Accalmie à la frontière entre Afghanistan et Pakistan après un cessez-le-feu

La frontière entre l'Afghanistan et le Pakistan a retrouvé le calme jeudi, les deux pays respectant un cessez-le-feu approuvé la veille au terme de plusieurs jours d'affrontements ayant fait des dizaines de morts et ayant débordé jusqu'à Kaboul, théâtre d'explosions.

D'après Islamabad, la trêve entrée en vigueur à 13H00 GMT mercredi doit durer 48H, le temps de "trouver une solution positive (...) par un dialogue constructif".

Pour qu'elle soit durable, "la balle est dans le camp" des autorités talibanes, a affirmé jeudi le Premier ministre pakistanais, Shehbaz Sharif. Si elles "souhaitent résoudre les problèmes et répondre à nos véritables revendications, alors nous sommes prêts à les recevoir", a-t-il dit, en dénonçant le fait que "des terroristes opèrent du côté afghan de la frontière avec impunité".

Des échanges de tirs avaient fait des dizaines de morts samedi et dimanche, puis de nouveau mercredi: 40 civils ont été tués et 170 blessés cette seule journée à Spin Boldak, ville du sud de l'Afghanistan collée à la frontière, déclaré à l'AFP Karimullah Zubair Agha, directeur de la Santé publique de cette région.

Le long de la frontière, la trêve a été respectée jeudi.

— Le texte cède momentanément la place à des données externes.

//! Small response and request helpers shared by the handlers.

use axum::{
    http::{HeaderMap, StatusCode, header},
    response::{IntoResponse, Response},
};

/// A `302 Found` redirect.
///
/// axum's `Redirect::to` answers 303; the login flow redirects with 302.
pub fn found(location: &str) -> Response {
    (StatusCode::FOUND, [(header::LOCATION, location.to_string())]).into_response()
}

/// Returns `scheme://host` for the request as the browser addressed it.
///
/// The scheme is taken from `X-Forwarded-Proto` when a proxy terminates TLS
/// in front of the server.
pub fn request_origin(headers: &HeaderMap) -> String {
    let scheme = match headers
        .get("x-forwarded-proto")
        .and_then(|v| v.to_str().ok())
    {
        Some(proto) if proto.eq_ignore_ascii_case("https") => "https",
        _ => "http",
    };
    let host = headers
        .get(header::HOST)
        .and_then(|v| v.to_str().ok())
        .unwrap_or("localhost");
    format!("{scheme}://{host}")
}

#[cfg(test)]
mod tests {
    use super::*;
    use axum::http::HeaderValue;

    #[test]
    fn found_is_302_with_location() {
        let response = found("/user");
        assert_eq!(response.status(), StatusCode::FOUND);
        assert_eq!(response.headers()[header::LOCATION], "/user");
    }

    #[test]
    fn origin_defaults_to_http() {
        let mut headers = HeaderMap::new();
        headers.insert(header::HOST, HeaderValue::from_static("app.example.com"));
        assert_eq!(request_origin(&headers), "http://app.example.com");
    }

    #[test]
    fn origin_honours_forwarded_proto() {
        let mut headers = HeaderMap::new();
        headers.insert(header::HOST, HeaderValue::from_static("app.example.com"));
        headers.insert("x-forwarded-proto", HeaderValue::from_static("https"));
        assert_eq!(request_origin(&headers), "https://app.example.com");
    }

    #[test]
    fn origin_without_host_header() {
        assert_eq!(request_origin(&HeaderMap::new()), "http://localhost");
    }
}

"Aucun tir n'a été recensé dans les districts frontaliers depuis hier soir (mercredi). Mais des troupes paramilitaires supplémentaires ont été déployées pour contrer toute opération du TTP (talibans pakistanais) qui pourrait compromettre le cessez-le-feu", a déclaré à l'AFP un haut responsable sécuritaire pakistanais.

- "Frappes aériennes"

Le calme est également revenu à Kaboul où, peu de temps avant l'annonce de cessez-le-feu mercredi, de nouvelles explosions avaient retenti.

Des sources de sécurité pakistanaises ont indiqué que l'armée y avait visé un groupe armé avec "des frappes de précision".

Contrairement à la semaine dernière, les autorités talibanes n'ont cette fois pas officiellement blâmé leur voisin. Elles ont fait état, sans détailler, de l'explosion d'une citerne de pétrole puis d'un transformateur électrique, provoquant des incendies. Mais sous couvert d'anonymat, un haut responsable taliban a indiqué à l'AFP que la deuxième explosion était le fait d'Islamabad, qui avait voulu "viser des civils".

Le porte-parole de la police de Kaboul, Khalid Zadran, a affirmé qu'il s'agissait de "frappes aériennes", qu'il n'a pas attribuées.

Aucun bilan officiel n'a été communiqué, mais l'ONG italienne Emergency, qui gère un hôpital dans la capitale, a dit avoir pris en charge 35 blessés et fait état d'au moins cinq morts.

- "Vieille pratique" -

A Chaman, ville située du côté pakistanais de la frontière, les marchés ont rouvert. Même constat de l'autre côté, à Spin Boldak, théâtre majeur des affrontements des derniers jours, où des habitants qui avaient fui regagnent leurs domiciles, a constaté un journaliste de l'AFP.

Islamabad a dit avoir visé mercredi des postes de talibans afghans et de groupes armés. Mais la Mission d'assistance des Nations unies en Afghanistan (Manua) a recensé au moins 18 civils tués et plus de 350 blessés durant ces quelques jours. Dans un communiqué, elle a appelé les deux parties à mettre un terme aux hostilités "de façon durable".

De premières explosions à Kaboul imputées au Pakistan jeudi dernier avait été le prélude aux violences, le gouvernement taliban décidant de lancer une offensive à la frontière en représailles.

Les explosions étaient survenues lors d'une visite inédite du chef de la diplomatie talibane en Inde, ennemi historique du Pakistan. Le Premier ministre Sharif a suggéré jeudi que l'Inde était impliquée dans la confrontation, sans détailler.

"C'est une vieille pratique du Pakistan d'accuser ses voisins pour ses propres échecs internes", a déclaré la diplomatie indienne.

Autre pays voisin des belligérants, l'Inde s'est félicité de la trêve, appelant à des négociations.

L'escalade militaire s'inscrit dans des tensions bilatérales récurrentes, alimentées par des questions sécuritaires. Islamabad, confronté à une résurgence d'attaques contre ses forces de sécurité, accuse inlassablement son voisin afghan "d'abriter" des groupes "terroristes", ce que Kaboul dément.